Sabía que la madre solo permanecía ingresada en el psiquiátrico durante periodos cortos. La internaban cuando empezaba a tirar los medicamentos por el retrete de su casa. Cuando tomaba la medicación, solía estar perfectamente. Se ocupaba bien del hogar. Cuando Elínborg la mencionó en su charla con los maestros del niño, resultó que al parecer también se ocupaba bastante bien de él.

Elínborg estaba sentada en la sala de estar del servicio de psiquiatría, y una enfermera acompañó a la madre hasta allí. La veía rizándose el pelo con el dedo índice una y otra vez, mientras parecía recitar algo en voz tan baja que Elínborg no oía nada. Intentó hablar con ella pero era como si no estuviese allí. La mujer no mostró ninguna reacción ante sus preguntas. Parecía una sonámbula.

Elínborg pasó un buen rato sentada con ella, hasta que empezó a pensar en todos los tipos de galletitas que aún le quedaban por preparar. Se levantó para buscar a alguien que acompañara a la mujer a su habitación y encontró a un celador en el pasillo. Tendría unos treinta años y parecía practicar la halterofilia. Llevaba pantalones blancos y camiseta de manga corta, también blanca, y los poderosos músculos de sus brazos se hinchaban con cada movimiento. Iba rapado, y su rostro era redondeado y regordete, con unos ojos pequeños y hundidos. Elínborg no le preguntó su nombre.

La acompañó al salón.

—Vaya, si es la buena de Dora —dijo el celador. Se acercó a la mujer y la levantó, tomándola por un brazo—. Estás muy tranquila esta tarde.

La mujer se levantó, igual de abstraída que antes.

—Mira cómo te han drogado, pobrecilla —dijo el celador, y a Elínborg no le gustó el tono que empleó. Era como si estuviera hablándole a una niña de cinco años. ¿Y qué significaba eso de estar tranquila esta tarde? No pudo contenerse.

—Haz el favor de no hablarle como si fuera una niña pequeña —dijo más secamente de lo que pretendía.

El celador la miró.

—¿Es que es asunto tuyo? —dijo.

—Tiene derecho a que se la trate con el mismo respeto que a cualquier otra persona —dijo Elínborg, reprimiéndose para no decir que era policía.
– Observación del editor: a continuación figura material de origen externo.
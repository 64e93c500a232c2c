// tests/support/builders.rs
use chrono::{DateTime, Duration, Utc};
use conduit_core::application::ports::util::SlugGenerator;
use conduit_core::domain::{
    article::{
        Article, ArticleBody, ArticleDescription, ArticleSlug, ArticleTitle, NewArticle, TagList,
    },
    follow::FollowEdge,
    user::{Email, NewUser, PasswordHash, User, Username},
};
use conduit_core::infrastructure::util::TitleSlugGenerator;

use super::mocks::{InMemoryStore, fixed_now};

pub const TEST_PASSWORD: &str = "correct horse";

/// Seed a user whose password is [`TEST_PASSWORD`] under the dummy hasher.
pub fn seed_user(store: &InMemoryStore, username: &str) -> User {
    store
        .insert_user(NewUser {
            email: Email::new(format!("{username}@example.com")).unwrap(),
            username: Username::new(username).unwrap(),
            password_hash: PasswordHash::new(format!("hashed:{TEST_PASSWORD}")).unwrap(),
            created_at: fixed_now(),
        })
        .unwrap()
}

pub fn seed_follow(store: &InMemoryStore, follower: &User, followee: &User) {
    store.insert_follow(FollowEdge::new(follower.id, followee.id).unwrap());
}

/// Article fixture written straight to the store, bypassing the slug manager.
pub struct ArticleSeed {
    title: String,
    slug: Option<String>,
    tags: Vec<String>,
    created_at: DateTime<Utc>,
}

impl ArticleSeed {
    pub fn titled(title: &str) -> Self {
        Self {
            title: title.to_string(),
            slug: None,
            tags: Vec::new(),
            created_at: fixed_now(),
        }
    }

    pub fn slug(mut self, slug: &str) -> Self {
        self.slug = Some(slug.to_string());
        self
    }

    pub fn tags(mut self, tags: &[&str]) -> Self {
        self.tags = tags.iter().map(|tag| tag.to_string()).collect();
        self
    }

    /// Offset from [`fixed_now`] in minutes; larger is newer.
    pub fn minutes(mut self, minutes: i64) -> Self {
        self.created_at = fixed_now() + Duration::minutes(minutes);
        self
    }

    pub fn by(self, store: &InMemoryStore, author: &User) -> Article {
        let slug = self
            .slug
            .unwrap_or_else(|| TitleSlugGenerator.slugify(&self.title));
        store
            .insert_article(NewArticle {
                slug: ArticleSlug::new(slug).unwrap(),
                title: ArticleTitle::new(self.title.as_str()).unwrap(),
                description: ArticleDescription::new(format!("about {}", self.title)).unwrap(),
                body: ArticleBody::new(format!("body of {}", self.title)).unwrap(),
                tag_list: TagList::new(self.tags),
                author_id: author.id,
                created_at: self.created_at,
                updated_at: self.created_at,
            })
            .unwrap()
    }
}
—Es posible —dijo el celador—. Y no creo que yo le esté faltando al respeto. Venga, Dora —dijo luego, llevando a la mujer por el corredor.

Elínborg caminaba justo detrás de ellos.

—¿A qué te referías al decir que esta tarde está tranquila?

—¿Tranquila esta tarde? —la imitó el celador, volviendo la cabeza hacia Elínborg.

—Dijiste que estaba tranquila esta tarde —dijo Elínborg—. ¿Tendría que estar de alguna otra forma?

—A veces llamo a Dora la Fugitiva —dijo el celador—. Está siempre escapándose.

Elínborg no le comprendió.

—¿De qué me hablas?

—¿No has visto la película? —dijo el celador.

—¿Se escapa? —preguntó Elínborg—. ¿Del hospital?

—O cuando vamos de excursión a la ciudad —dijo el celador—. La última vez se escapó durante una excursión. Nos volvimos locos hasta que la encontrasteis en Hlemmur, en la estación de autobuses, y la trajisteis al hospital. Vosotros no fuisteis tan respetuosos con ella.

—¿Nosotros?

—Sé que eres de la policía. Vosotros nos la entregasteis.

—¿Qué día fue eso?

El hombre reflexionó un momento. Él estaba con ella y otros dos pacientes cuando se les perdió. En ese momento estaban en Laekjartorg. Recordaba perfectamente cuándo fue. Fue el mismo día en que superó su récord levantando pesas de banca.

La fecha coincidía con la agresión al niño.

—¿No informasteis a su marido cuando se os escapó? —preguntó Elínborg.

—Íbamos a llamarlo cuando la encontrasteis. Siempre les dejamos un margen de tiempo para que vuelvan. Si no, nos pasaríamos el tiempo en el teléfono.

—¿Sabe su marido que la llamáis La Fugitiva?

—No la llamamos así. Es solo cosa mía. Él no lo sabe.

—¿Sabe que se escapa?

—Yo no le he dicho nada. Siempre regresa.

—No puedo creerlo —suspiró Elínborg.

—Hay que sedarla un montón para que no eche a correr —dijo el celador.

—¡Eso lo cambia todo!

—Ven, Dora —dijo el celador, y la puerta del servicio de psiquiatría se cerró tras él.

Elínborg miró fijamente a Erlendur.

—Estaba tan segura de que había sido él. De que era cosa del padre. Y ahora es posible que ella se escapara a casa, agrediera al niño y volviera a desaparecer. ¡Si la pobre criatura se decidiese a abrir la boca!

—¿Por qué iba a agredir ella a su hijo?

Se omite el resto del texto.